Wait!

Keep calm and wait … what?

Waiting is the hardest thing a child can do. It’s hard enough for adults, especially those of us who struggle with patience. For kids, any wait is interminable.

I think it’s because they measure time by their very brief life. Weeks, months, and years crawl past you when you’re five or six. Even nine or ten. I remember how it felt waiting all year until my next birthday—at the end of November—and then another thirty days to Christmas. That one month wasn’t too bad, but then I had to wait eleven more months to get to my next birthday. I was in a hurry to grow up and it seemed to take forever just to get from one birthday to the next.

I know Anna feels the same way. Her mid-January birthday is only three weeks after Christmas. She just turned nine and she’s in as much of a hurry to grow up as I was.

I tell her to wait. And enjoy being a kid while it lasts. She doesn’t get it. Like me, she won’t understand until she’s an adult, and not really understand until she’s a parent.

To me, time is racing past. One year after the next in a blink and a breath. She was a baby, then she was going to school, and now she’s one all-too-short year away from being ten.

I want to tell the world to wait. I want to tell the clocks to wait.
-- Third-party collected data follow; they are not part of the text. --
//! REST path conventions.
//!
//! Pure string functions with no HTTP dependency. These define the canonical
//! layout of the backend endpoints the scheduler talks to. Paths are relative
//! to the configured base URL.

use uuid::Uuid;

pub const LOGIN: &str = "auth/login";

pub const LOGOUT: &str = "auth/logout";

pub const ASSIGNMENTS: &str = "assignments";

/// Assignments the scheduler still has to look at (status is not `completed`).
pub const ASSIGNMENTS_EVALUABLE: &str = "assignments?evaluable=true";

pub fn assignment(id: Uuid) -> String {
    format!("assignments/{id}")
}

pub fn assignment_completions(id: Uuid) -> String {
    format!("assignments/{id}/completions")
}

/// Conditional occurrence creation, keyed on the assignment's `lastGeneratedAt`.
pub fn assignment_occurrences(id: Uuid) -> String {
    format!("assignments/{id}/occurrences")
}

pub fn completion(id: Uuid) -> String {
    format!("completions/{id}")
}

pub fn completion_answers(id: Uuid) -> String {
    format!("completions/{id}/answers")
}

pub fn completion_missed(id: Uuid) -> String {
    format!("completions/{id}/missed")
}

pub fn completion_read(id: Uuid) -> String {
    format!("completions/{id}/read")
}

pub fn completion_sent(id: Uuid) -> String {
    format!("completions/{id}/sent")
}

pub fn patient_completions(id: Uuid) -> String {
    format!("patients/{id}/completions")
}

pub fn questionnaire(id: Uuid) -> String {
    format!("questionnaires/{id}")
}
use axum::Json;
use axum::extract::{Path, State};
use jiff::Timestamp;
use serde::Deserialize;
use uuid::Uuid;

use cadence_core::models::completion::{Answer, Completion};
use cadence_core::models::user::Role;

use crate::error::ApiError;
use crate::middleware::auth::AuthUser;
use crate::state::AppState;

#[derive(Debug, Deserialize)]
#[serde(rename_all = "camelCase")]
pub struct SubmitAnswers {
    pub answers: Vec<Answer>,
}

/// Patients may only act on their own occurrences.
async fn require_owner(state: &AppState, user: &AuthUser, id: Uuid) -> Result<(), ApiError> {
    user.require_role(Role::Patient)?;
    let completion = state.scheduler.completion(id).await?;
    if user.user_id() != Some(completion.patient_id) {
        return Err(ApiError::Forbidden(format!(
            "completion {id} belongs to another patient"
        )));
    }
    Ok(())
}

pub async fn submit_answers(
    State(state): State<AppState>,
    user: AuthUser,
    Path(id): Path<Uuid>,
    Json(body): Json<SubmitAnswers>,
) -> Result<Json<Completion>, ApiError> {
    require_owner(&state, &user, id).await?;
    let completion = state
        .scheduler
        .submit_answers(id, body.answers, &user.sub, Timestamp::now())
        .await?;
    Ok(Json(completion))
}

pub async fn mark_sent(
    State(state): State<AppState>,
    user: AuthUser,
    Path(id): Path<Uuid>,
) -> Result<Json<Completion>, ApiError> {
    require_owner(&state, &user, id).await?;
    let completion = state.scheduler.mark_sent(id, &user.sub).await?;
    Ok(Json(completion))
}

pub async fn mark_read(
    State(state): State<AppState>,
    user: AuthUser,
    Path(id): Path<Uuid>,
) -> Result<Json<Completion>, ApiError> {
    user.require_staff()?;
    let completion = state.scheduler.mark_read(id, &user.sub).await?;
    Ok(Json(completion))
}
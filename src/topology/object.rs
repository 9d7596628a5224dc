//! The closed set of mesh objects: a leaf or a hierarchy of leaves.

use crate::data::attributes::FieldData;
use crate::data::info::{HasInfo, InfoMap};
use crate::mesh_error::MeshError;
use crate::topology::amr::AmrDataSet;
use crate::topology::dataset::DataSet;
use crate::topology::mesh_kind::MeshKind;
use crate::topology::multiblock::MultiBlock;

/// A mesh object handed to this layer by the simulation or analysis code.
#[derive(Clone, Debug, PartialEq)]
pub enum DataObject {
    DataSet(DataSet),
    MultiBlock(MultiBlock),
    Amr(AmrDataSet),
}

impl DataObject {
    /// An empty object of the given kind.
    pub fn new_empty(kind: MeshKind) -> Self {
        match kind {
            MeshKind::MultiBlock => DataObject::MultiBlock(MultiBlock::new()),
            MeshKind::OverlappingAmr => DataObject::Amr(AmrDataSet::new(true)),
            MeshKind::NonOverlappingAmr => DataObject::Amr(AmrDataSet::new(false)),
            // composite kinds are matched above
            leaf => DataSet::empty(leaf)
                .map_or_else(|| DataObject::MultiBlock(MultiBlock::new()), DataObject::DataSet),
        }
    }

    /// [`DataObject::new_empty`] from an integer kind code.
    pub fn from_code(code: i32) -> Result<Self, MeshError> {
        MeshKind::from_code(code).map(Self::new_empty)
    }

    pub fn kind(&self) -> MeshKind {
        match self {
            DataObject::DataSet(ds) => ds.kind(),
            DataObject::MultiBlock(_) => MeshKind::MultiBlock,
            DataObject::Amr(amr) => amr.kind(),
        }
    }

    pub fn is_composite(&self) -> bool {
        !matches!(self, DataObject::DataSet(_))
    }

    pub fn as_dataset(&self) -> Option<&DataSet> {
        match self {
            DataObject::DataSet(ds) => Some(ds),
            _ => None,
        }
    }

    pub fn as_dataset_mut(&mut self) -> Option<&mut DataSet> {
        match self {
            DataObject::DataSet(ds) => Some(ds),
            _ => None,
        }
    }

    /// Mesh-level arrays of the object.
    pub fn field_data(&self) -> &FieldData {
        match self {
            DataObject::DataSet(ds) => ds.field_data(),
            DataObject::MultiBlock(mb) => mb.field_data(),
            DataObject::Amr(amr) => amr.field_data(),
        }
    }

    pub fn field_data_mut(&mut self) -> &mut FieldData {
        match self {
            DataObject::DataSet(ds) => ds.field_data_mut(),
            DataObject::MultiBlock(mb) => mb.field_data_mut(),
            DataObject::Amr(amr) => amr.field_data_mut(),
        }
    }
}

impl HasInfo for DataObject {
    fn info(&self) -> &InfoMap {
        match self {
            DataObject::DataSet(ds) => ds.info(),
            DataObject::MultiBlock(mb) => mb.info(),
            DataObject::Amr(amr) => amr.info(),
        }
    }

    fn info_mut(&mut self) -> &mut InfoMap {
        match self {
            DataObject::DataSet(ds) => ds.info_mut(),
            DataObject::MultiBlock(mb) => mb.info_mut(),
            DataObject::Amr(amr) => amr.info_mut(),
        }
    }
}

impl From<DataSet> for DataObject {
    fn from(ds: DataSet) -> Self {
        DataObject::DataSet(ds)
    }
}

impl From<MultiBlock> for DataObject {
    fn from(mb: MultiBlock) -> Self {
        DataObject::MultiBlock(mb)
    }
}

impl From<AmrDataSet> for DataObject {
    fn from(amr: AmrDataSet) -> Self {
        DataObject::Amr(amr)
    }
}

#[cfg(test)]
mod tests {
    use super::*;

    #[test]
    fn new_empty_matches_kind() {
        for code in [0, 2, 3, 4, 6, 10, 13, 29, 30] {
            let obj = DataObject::from_code(code).unwrap();
            assert_eq!(obj.kind().code(), code);
            assert_eq!(obj.is_composite(), obj.kind().is_composite());
        }
        assert_eq!(
            DataObject::from_code(99),
            Err(MeshError::UnknownMeshKind(99))
        );
    }
}
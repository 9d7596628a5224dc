//! Ghost-layer depths stored in a mesh object's info map.

use crate::data::info::HasInfo;

/// Info key holding the number of ghost cell layers.
pub const GHOST_CELL_LAYERS_KEY: &str = "mesh_insitu:ghost_cell_layers";
/// Info key holding the number of ghost node layers.
pub const GHOST_NODE_LAYERS_KEY: &str = "mesh_insitu:ghost_node_layers";

/// Ghost layer depths of a mesh.
#[derive(Clone, Copy, Debug, Default, Eq, PartialEq)]
pub struct GhostLayers {
    pub cells: u32,
    pub nodes: u32,
}

/// Record ghost-layer depths on `mesh`, replacing any earlier values.
pub fn set_ghost_layer_metadata<M: HasInfo + ?Sized>(mesh: &mut M, cells: u32, nodes: u32) {
    let info = mesh.info_mut();
    info.set(GHOST_CELL_LAYERS_KEY, i64::from(cells));
    info.set(GHOST_NODE_LAYERS_KEY, i64::from(nodes));
}

/// Ghost-layer depths of `mesh`, or `None` unless both were recorded.
pub fn get_ghost_layer_metadata<M: HasInfo + ?Sized>(mesh: &M) -> Option<GhostLayers> {
    let info = mesh.info();
    let read = |key: &str| {
        let raw = info.get(key)?;
        u32::try_from(raw)
            .map_err(|_| log::error!("{key} holds {raw}, which is not a layer count"))
            .ok()
    };
    Some(GhostLayers {
        cells: read(GHOST_CELL_LAYERS_KEY)?,
        nodes: read(GHOST_NODE_LAYERS_KEY)?,
    })
}

#[cfg(test)]
mod tests {
    use super::*;
    use crate::data::info::InfoMap;

    #[test]
    fn absent_differs_from_zero() {
        let mut info = InfoMap::new();
        assert_eq!(get_ghost_layer_metadata(&info), None);
        set_ghost_layer_metadata(&mut info, 0, 0);
        assert_eq!(get_ghost_layer_metadata(&info), Some(GhostLayers::default()));
    }

    #[test]
    fn half_written_or_out_of_range_is_not_found() {
        let mut info = InfoMap::new();
        info.set(GHOST_CELL_LAYERS_KEY, 1);
        assert_eq!(get_ghost_layer_metadata(&info), None);
        info.set(GHOST_NODE_LAYERS_KEY, -2);
        assert_eq!(get_ghost_layer_metadata(&info), None);
    }
}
I want to scream “wait” to God and all his creation.

But no matter how much I yell, the clock ticks forward. She thinks it’s dragging along. and I think it’s hurtling forward. She wants it to hurry up and I want it to slow down.
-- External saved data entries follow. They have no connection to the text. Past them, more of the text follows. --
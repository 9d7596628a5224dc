//! Structural traversal over mesh hierarchies.
//!
//! The traversal visits every present leaf of a [`DataObject`] depth first,
//! left to right, and hands it to a callback. Absent slots are skipped.
//!
//! # Status contract
//!
//! Callbacks return a [`Status`]:
//!
//! | value | meaning |
//! |-------|---------|
//! | `0`   | keep going |
//! | `> 0` | stop now, nothing went wrong |
//! | `< 0` | stop now, the callback failed |
//!
//! The first non-zero status ends the traversal and is returned unchanged, so
//! callers can tell a graceful stop from a failure and recover the code the
//! callback chose. A traversal that visits every leaf returns `0`.
//!
//! # Flat indices
//!
//! Each leaf position has a flat index: the number of leaf positions before it
//! in depth-first order. An absent slot is one position. A nested hierarchy
//! contributes the positions of its own slots.

use crate::mesh_error::MeshError;
use crate::topology::composite::{CompositeDataSet, CompositeDataSetMut};
use crate::topology::dataset::DataSet;
use crate::topology::object::DataObject;

/// Signed tri-state returned by traversal callbacks.
pub type Status = i32;

/// Status of a callback that wants the traversal to continue.
pub const CONTINUE: Status = 0;

/// Visit every leaf of `dobj`.
pub fn apply<F>(dobj: &DataObject, func: &mut F) -> Status
where
    F: FnMut(&DataSet) -> Status + ?Sized,
{
    apply_indexed(dobj, &mut |_: usize, ds: &DataSet| func(ds))
}

/// Visit every leaf of `dobj` together with its flat index.
pub fn apply_indexed<F>(dobj: &DataObject, func: &mut F) -> Status
where
    F: FnMut(usize, &DataSet) -> Status + ?Sized,
{
    walk_object(dobj, &mut 0, func)
}

/// Visit every leaf under a hierarchy view.
pub fn apply_composite<C, F>(cd: &C, func: &mut F) -> Status
where
    C: CompositeDataSet + ?Sized,
    F: FnMut(&DataSet) -> Status + ?Sized,
{
    walk(cd, &mut 0, &mut |_: usize, ds: &DataSet| func(ds))
}

/// [`apply_composite`] with flat indices.
pub fn apply_composite_indexed<C, F>(cd: &C, func: &mut F) -> Status
where
    C: CompositeDataSet + ?Sized,
    F: FnMut(usize, &DataSet) -> Status + ?Sized,
{
    walk(cd, &mut 0, func)
}

/// Number of leaf positions (present or absent) under `dobj`.
pub fn leaf_slot_count(dobj: &DataObject) -> usize {
    match dobj {
        DataObject::DataSet(_) => 1,
        DataObject::MultiBlock(mb) => composite_leaf_slot_count(mb),
        DataObject::Amr(amr) => composite_leaf_slot_count(amr),
    }
}

/// Number of leaf positions under a hierarchy view.
pub fn composite_leaf_slot_count<C: CompositeDataSet + ?Sized>(cd: &C) -> usize {
    (0..cd.number_of_blocks())
        .map(|i| cd.block(i).map_or(1, leaf_slot_count))
        .sum()
}

fn walk_object<F>(dobj: &DataObject, next_id: &mut usize, func: &mut F) -> Status
where
    F: FnMut(usize, &DataSet) -> Status + ?Sized,
{
    match dobj {
        DataObject::DataSet(ds) => {
            let id = *next_id;
            *next_id += 1;
            func(id, ds)
        }
        DataObject::MultiBlock(mb) => walk(mb, next_id, func),
        DataObject::Amr(amr) => walk(amr, next_id, func),
    }
}

fn walk<C, F>(cd: &C, next_id: &mut usize, func: &mut F) -> Status
where
    C: CompositeDataSet + ?Sized,
    F: FnMut(usize, &DataSet) -> Status + ?Sized,
{
    for i in 0..cd.number_of_blocks() {
        match cd.block(i) {
            None => *next_id += 1,
            Some(block) => {
                let status = walk_object(block, next_id, func);
                if status != CONTINUE {
                    return status;
                }
            }
        }
    }
    CONTINUE
}

/// Visit matching leaf pairs of two hierarchies of identical shape.
///
/// Shapes must agree slot for slot: the same number of slots at every level,
/// present opposite present, absent opposite absent, leaf opposite leaf. The
/// shapes are compared before the first callback runs, so a disagreement is
/// reported as [`MeshError::StructureMismatch`] with `output` untouched.
/// Callback statuses come back in `Ok`.
pub fn apply_pair<F>(
    input: &DataObject,
    output: &mut DataObject,
    func: &mut F,
) -> Result<Status, MeshError>
where
    F: FnMut(&DataSet, &mut DataSet) -> Status + ?Sized,
{
    check_object(input, output, &mut Vec::new())?;
    pair_object(input, output, &mut Vec::new(), func)
}

/// [`apply_pair`] over two hierarchy views.
pub fn apply_pair_composite<A, B, F>(
    input: &A,
    output: &mut B,
    func: &mut F,
) -> Result<Status, MeshError>
where
    A: CompositeDataSet + ?Sized,
    B: CompositeDataSetMut + ?Sized,
    F: FnMut(&DataSet, &mut DataSet) -> Status + ?Sized,
{
    check_composite(input, &*output, &mut Vec::new())?;
    pair_composite(input, output, &mut Vec::new(), func)
}

fn as_hierarchy(dobj: &DataObject) -> Option<&dyn CompositeDataSet> {
    match dobj {
        DataObject::DataSet(_) => None,
        DataObject::MultiBlock(mb) => Some(mb),
        DataObject::Amr(amr) => Some(amr),
    }
}

fn as_hierarchy_mut(dobj: &mut DataObject) -> Option<&mut dyn CompositeDataSetMut> {
    match dobj {
        DataObject::DataSet(_) => None,
        DataObject::MultiBlock(mb) => Some(mb),
        DataObject::Amr(amr) => Some(amr),
    }
}

fn mismatch(path: &[usize], reason: String) -> MeshError {
    let err = MeshError::StructureMismatch {
        path: path.to_vec(),
        reason,
    };
    log::error!("{err}");
    err
}

fn check_object(input: &DataObject, output: &DataObject, path: &mut Vec<usize>) -> Result<(), MeshError> {
    match (as_hierarchy(input), as_hierarchy(output)) {
        (None, None) => Ok(()),
        (Some(a), Some(b)) => check_composite(a, b, path),
        _ => Err(mismatch(
            path,
            format!("input {} paired with output {}", input.kind(), output.kind()),
        )),
    }
}

fn check_composite<A, B>(input: &A, output: &B, path: &mut Vec<usize>) -> Result<(), MeshError>
where
    A: CompositeDataSet + ?Sized,
    B: CompositeDataSet + ?Sized,
{
    let n_in = input.number_of_blocks();
    let n_out = output.number_of_blocks();
    if n_in != n_out {
        return Err(mismatch(
            path,
            format!("input has {n_in} slots, output has {n_out}"),
        ));
    }
    for i in 0..n_in {
        path.push(i);
        let res = match (input.block(i), output.block(i)) {
            (None, None) => Ok(()),
            (Some(a), Some(b)) => check_object(a, b, path),
            (Some(_), None) => Err(mismatch(path, "present in input, absent in output".into())),
            (None, Some(_)) => Err(mismatch(path, "absent in input, present in output".into())),
        };
        path.pop();
        res?;
    }
    Ok(())
}

fn pair_object<F>(
    input: &DataObject,
    output: &mut DataObject,
    path: &mut Vec<usize>,
    func: &mut F,
) -> Result<Status, MeshError>
where
    F: FnMut(&DataSet, &mut DataSet) -> Status + ?Sized,
{
    let (in_kind, out_kind) = (input.kind(), output.kind());
    if let (DataObject::DataSet(a), DataObject::DataSet(b)) = (input, &mut *output) {
        return Ok(func(a, b));
    }
    match (as_hierarchy(input), as_hierarchy_mut(output)) {
        (Some(a), Some(b)) => pair_composite(a, b, path, func),
        _ => Err(mismatch(
            path,
            format!("input {in_kind} paired with output {out_kind}"),
        )),
    }
}

fn pair_composite<A, B, F>(
    input: &A,
    output: &mut B,
    path: &mut Vec<usize>,
    func: &mut F,
) -> Result<Status, MeshError>
where
    A: CompositeDataSet + ?Sized,
    B: CompositeDataSetMut + ?Sized,
    F: FnMut(&DataSet, &mut DataSet) -> Status + ?Sized,
{
    let n_in = input.number_of_blocks();
    let n_out = output.number_of_blocks();
    if n_in != n_out {
        return Err(mismatch(
            path,
            format!("input has {n_in} slots, output has {n_out}"),
        ));
    }
    for i in 0..n_in {
        path.push(i);
        let res = match (input.block(i), output.block_mut(i)) {
            (None, None) => Ok(CONTINUE),
            (Some(a), Some(b)) => pair_object(a, b, path, func),
            (Some(_), None) => Err(mismatch(path, "present in input, absent in output".into())),
            (None, Some(_)) => Err(mismatch(path, "absent in input, present in output".into())),
        };
        path.pop();
        match res {
            Ok(CONTINUE) => {}
            done => return done,
        }
    }
    Ok(CONTINUE)
}

#[cfg(test)]
mod tests {
    use super::*;
    use crate::topology::composite::AsCompositeData;
    use crate::topology::multiblock::MultiBlock;

    fn leaf(x: f64) -> DataObject {
        DataObject::from(DataSet::image([x, 0.0, 0.0], [1.0; 3], [0, 1, 0, 1, 0, 1]))
    }

    fn origin_x(ds: &DataSet) -> f64 {
        ds.bounds().min()[0]
    }

    #[test]
    fn visits_in_order_and_skips_absent() {
        let inner = MultiBlock::with_blocks(vec![Some(leaf(2.0)), None, Some(leaf(3.0))]);
        let root = DataObject::from(MultiBlock::with_blocks(vec![
            Some(leaf(1.0)),
            None,
            Some(inner.into()),
            Some(leaf(4.0)),
        ]));
        let mut seen = Vec::new();
        let status = apply_indexed(&root, &mut |id, ds: &DataSet| {
            seen.push((id, origin_x(ds)));
            CONTINUE
        });
        assert_eq!(status, 0);
        assert_eq!(seen, vec![(0, 1.0), (2, 2.0), (4, 3.0), (5, 4.0)]);
        assert_eq!(leaf_slot_count(&root), 6);
    }

    #[test]
    fn first_nonzero_status_is_returned_verbatim() {
        let root = DataObject::from(MultiBlock::with_blocks(vec![
            Some(leaf(1.0)),
            Some(leaf(2.0)),
            Some(leaf(3.0)),
        ]));
        for code in [7, -13] {
            let mut calls = 0;
            let status = apply(&root, &mut |_: &DataSet| {
                calls += 1;
                if calls == 2 { code } else { CONTINUE }
            });
            assert_eq!(status, code);
            assert_eq!(calls, 2);
        }
    }

    #[test]
    fn leaf_and_wrapped_leaf_agree() {
        let l = leaf(5.0);
        let mut direct = Vec::new();
        apply(&l, &mut |ds: &DataSet| {
            direct.push(origin_x(ds));
            CONTINUE
        });
        let mut wrapped = Vec::new();
        apply_composite(&l.as_composite_data(), &mut |ds: &DataSet| {
            wrapped.push(origin_x(ds));
            CONTINUE
        });
        assert_eq!(direct, wrapped);
    }

    #[test]
    fn pair_reports_mismatch_path() {
        let input = DataObject::from(MultiBlock::with_blocks(vec![Some(leaf(1.0)), Some(leaf(2.0))]));
        let mut output = DataObject::from(MultiBlock::with_blocks(vec![Some(leaf(0.0)), None]));
        let before = output.clone();
        let mut calls = 0;
        let err = apply_pair(&input, &mut output, &mut |_: &DataSet, _: &mut DataSet| {
            calls += 1;
            CONTINUE
        })
        .unwrap_err();
        assert_eq!(calls, 0);
        assert_eq!(output, before);
        assert!(matches!(err, MeshError::StructureMismatch { ref path, .. } if path == &vec![1]));
    }
}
And yet it moves. Sixty seconds per minute. Sixty minutes per hour.

It hurries for no one. It stops for no one. And all I can do is savor each moment as it comes.

Five Minute Friday

Nine

9

Another year, another birthday.

Not mine, hers. Our daughter Anna turned nine yesterday. How is that possible? How could she be nine already?

Yes, I know, there are parents reading this saying “Nine? What wouldn’t I give for my child to be only nine again.” And I know I’ll feel that way again in ten years when she turns nineteen and halfway through her first year of college.
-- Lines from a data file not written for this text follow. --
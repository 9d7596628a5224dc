//! The mesh metadata record.
//!
//! A record describes the structure of a mesh or hierarchy without copying it.
//! It is built fresh by each extraction and shared read-only afterwards
//! through [`MeshMetadataPtr`].

use crate::data::array::ScalarType;
use crate::data::attributes::Association;
use crate::mesh_error::MeshError;
use crate::metadata::flags::MetadataFlags;
use crate::topology::geometry::{Bounds, Extent};
use crate::topology::mesh_kind::MeshKind;
use itertools::Itertools;
use serde::{Deserialize, Serialize};
use std::sync::Arc;

/// Shared handle to a finished record.
pub type MeshMetadataPtr = Arc<MeshMetadata>;

/// One entry of the array inventory.
#[derive(Clone, Debug, PartialEq, Serialize, Deserialize)]
pub struct ArrayMetadata {
    pub name: String,
    pub association: Association,
    pub n_components: usize,
    pub scalar_type: ScalarType,
    /// The array marks ghost cells or nodes.
    pub ghost: bool,
    /// Global `[min, max]`, when ranges were requested.
    pub range: Option<[f64; 2]>,
}

/// Value range of one array on one block.
#[derive(Clone, Debug, PartialEq, Serialize, Deserialize)]
pub struct ArrayRange {
    pub name: String,
    pub association: Association,
    pub range: Option<[f64; 2]>,
}

/// Description of one block.
#[derive(Clone, Debug, PartialEq, Serialize, Deserialize)]
pub struct BlockMetadata {
    /// Flat index of the block's slot.
    pub id: usize,
    /// Rank holding the block.
    pub owner: usize,
    pub kind: MeshKind,
    pub bounds: Bounds,
    pub num_points: Option<usize>,
    pub num_cells: Option<usize>,
    pub cell_array_size: Option<usize>,
    pub extent: Option<Extent>,
    pub array_ranges: Option<Vec<ArrayRange>>,
    /// Refinement level, for AMR blocks.
    pub level: Option<usize>,
}

/// Structural description of a mesh or hierarchy.
#[derive(Clone, Debug, Default, PartialEq, Serialize, Deserialize)]
pub struct MeshMetadata {
    pub mesh_name: String,
    pub mesh_type: Option<MeshKind>,
    pub block_type: Option<MeshKind>,
    /// True once the record has been merged across every rank.
    pub global_view: bool,

    /// Block slots in the whole hierarchy, present anywhere or not.
    pub num_blocks: usize,
    /// Blocks resident on each rank, indexed by rank.
    pub num_blocks_local: Vec<usize>,
    pub num_points: usize,
    pub num_cells: usize,
    pub cell_array_size: usize,

    pub bounds: Bounds,
    pub extent: Option<Extent>,

    pub arrays: Vec<ArrayMetadata>,
    pub num_ghost_cells: u32,
    pub num_ghost_nodes: u32,

    pub blocks: Vec<BlockMetadata>,

    pub num_levels: usize,
    pub ref_ratio: Vec<[i32; 3]>,
    pub blocks_per_level: Vec<usize>,

    pub flags: MetadataFlags,
}

impl MeshMetadata {
    pub fn new(mesh_name: impl Into<String>) -> Self {
        Self {
            mesh_name: mesh_name.into(),
            ..Self::default()
        }
    }

    pub fn with_flags(mut self, flags: MetadataFlags) -> Self {
        self.flags = flags;
        self
    }

    /// Freeze the record for sharing.
    pub fn into_shared(self) -> MeshMetadataPtr {
        Arc::new(self)
    }

    /// Block with flat index `id`.
    pub fn block(&self, id: usize) -> Option<&BlockMetadata> {
        self.blocks
            .binary_search_by_key(&id, |b| b.id)
            .ok()
            .map(|i| &self.blocks[i])
    }

    pub fn array(&self, name: &str, association: Association) -> Option<&ArrayMetadata> {
        self.arrays
            .iter()
            .find(|a| a.name == name && a.association == association)
    }

    /// Blocks owned by `rank`, in id order.
    pub fn blocks_owned_by(&self, rank: usize) -> impl Iterator<Item = &BlockMetadata> {
        self.blocks.iter().filter(move |b| b.owner == rank)
    }

    /// Check the internal consistency of a global view.
    pub fn validate(&self) -> Result<(), MeshError> {
        if !self.global_view {
            return Err(MeshError::NotGlobalView);
        }
        let bad = |msg: String| Err(MeshError::InconsistentMetadata(msg));

        if let Some((a, b)) = self.blocks.iter().tuple_windows().find(|(a, b)| a.id >= b.id) {
            return bad(format!("block ids {} and {} out of order", a.id, b.id));
        }
        if let Some(b) = self.blocks.iter().find(|b| b.id >= self.num_blocks) {
            return bad(format!("block id {} >= num_blocks {}", b.id, self.num_blocks));
        }

        let counts = self.blocks.iter().counts_by(|b| b.owner);
        if let Some(b) = self.blocks.iter().find(|b| b.owner >= self.num_blocks_local.len()) {
            return bad(format!("block {} owned by unknown rank {}", b.id, b.owner));
        }
        for (rank, &n) in self.num_blocks_local.iter().enumerate() {
            let found = counts.get(&rank).copied().unwrap_or(0);
            if found != n {
                return bad(format!("rank {rank} reports {n} blocks, {found} listed"));
            }
        }

        if self.flags.block_size {
            let sum = |f: fn(&BlockMetadata) -> Option<usize>| -> Option<usize> {
                self.blocks.iter().map(f).sum()
            };
            let totals = [
                ("points", sum(|b| b.num_points), self.num_points),
                ("cells", sum(|b| b.num_cells), self.num_cells),
                ("cell array", sum(|b| b.cell_array_size), self.cell_array_size),
            ];
            for (what, per_block, total) in totals {
                if per_block != Some(total) {
                    return bad(format!("block {what} sizes {per_block:?} disagree with total {total}"));
                }
            }
        }

        if let Some((a, _)) = self
            .arrays
            .iter()
            .map(|a| (a.name.as_str(), a.association))
            .duplicates()
            .next()
        {
            return bad(format!("array `{a}` listed twice"));
        }

        if self.mesh_type.is_some_and(MeshKind::is_amr) {
            if self.ref_ratio.len() != self.num_levels || self.blocks_per_level.len() != self.num_levels {
                return bad(format!(
                    "{} levels but {} ratios and {} level sizes",
                    self.num_levels,
                    self.ref_ratio.len(),
                    self.blocks_per_level.len()
                ));
            }
            let total: usize = self.blocks_per_level.iter().sum();
            if total != self.num_blocks {
                return bad(format!("levels hold {total} blocks, num_blocks is {}", self.num_blocks));
            }
            if let Some(b) = self
                .blocks
                .iter()
                .find(|b| b.level.is_none_or(|l| l >= self.num_levels))
            {
                return bad(format!("block {} has level {:?}", b.id, b.level));
            }
        }
        Ok(())
    }
}

#[cfg(test)]
mod tests {
    use super::*;

    fn block(id: usize, owner: usize) -> BlockMetadata {
        BlockMetadata {
            id,
            owner,
            kind: MeshKind::ImageData,
            bounds: Bounds([0.0, 1.0, 0.0, 1.0, 0.0, 1.0]),
            num_points: Some(8),
            num_cells: Some(1),
            cell_array_size: Some(0),
            extent: None,
            array_ranges: None,
            level: None,
        }
    }

    fn global(blocks: Vec<BlockMetadata>, per_rank: Vec<usize>) -> MeshMetadata {
        MeshMetadata {
            global_view: true,
            num_blocks: blocks.len(),
            num_points: 8 * blocks.len(),
            num_cells: blocks.len(),
            blocks,
            num_blocks_local: per_rank,
            ..MeshMetadata::new("mesh")
        }
    }

    #[test]
    fn local_record_is_not_valid() {
        assert_eq!(MeshMetadata::new("m").validate(), Err(MeshError::NotGlobalView));
    }

    #[test]
    fn consistent_record_validates() {
        let md = global(vec![block(0, 0), block(1, 1)], vec![1, 1]);
        assert_eq!(md.validate(), Ok(()));
        assert_eq!(md.block(1).map(|b| b.owner), Some(1));
        assert_eq!(md.blocks_owned_by(0).count(), 1);
    }

    #[test]
    fn detects_unsorted_blocks_and_wrong_counts() {
        let md = global(vec![block(1, 0), block(0, 1)], vec![1, 1]);
        assert!(matches!(md.validate(), Err(MeshError::InconsistentMetadata(_))));
        let md = global(vec![block(0, 0), block(1, 0)], vec![1, 1]);
        assert!(matches!(md.validate(), Err(MeshError::InconsistentMetadata(_))));
    }
}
Yikes! That’s depressing. Back to enjoying nine while it lasts.

It’s the last single-digit year. The last year where she just a kid and not a “tween”—oh how I hate that word. It used to be that you were a kid, then a teenager, and finally an adult. That’s how it was for me and for Julia. But now, kids only a year or two older than our Anna are called tweens, and childhood dwindles that much earlier.

I say this every year. “IT’S TOO SOON!”

I miss all the stuff she doesn’t do anymore, and I want to hold on to the little bits of her childhood that are left. But like anything else, I can’t hold on. We all are traveling into the future at the rate of sixty seconds a minute, and sixty minutes an hour. One day follows another and none of them ever come back.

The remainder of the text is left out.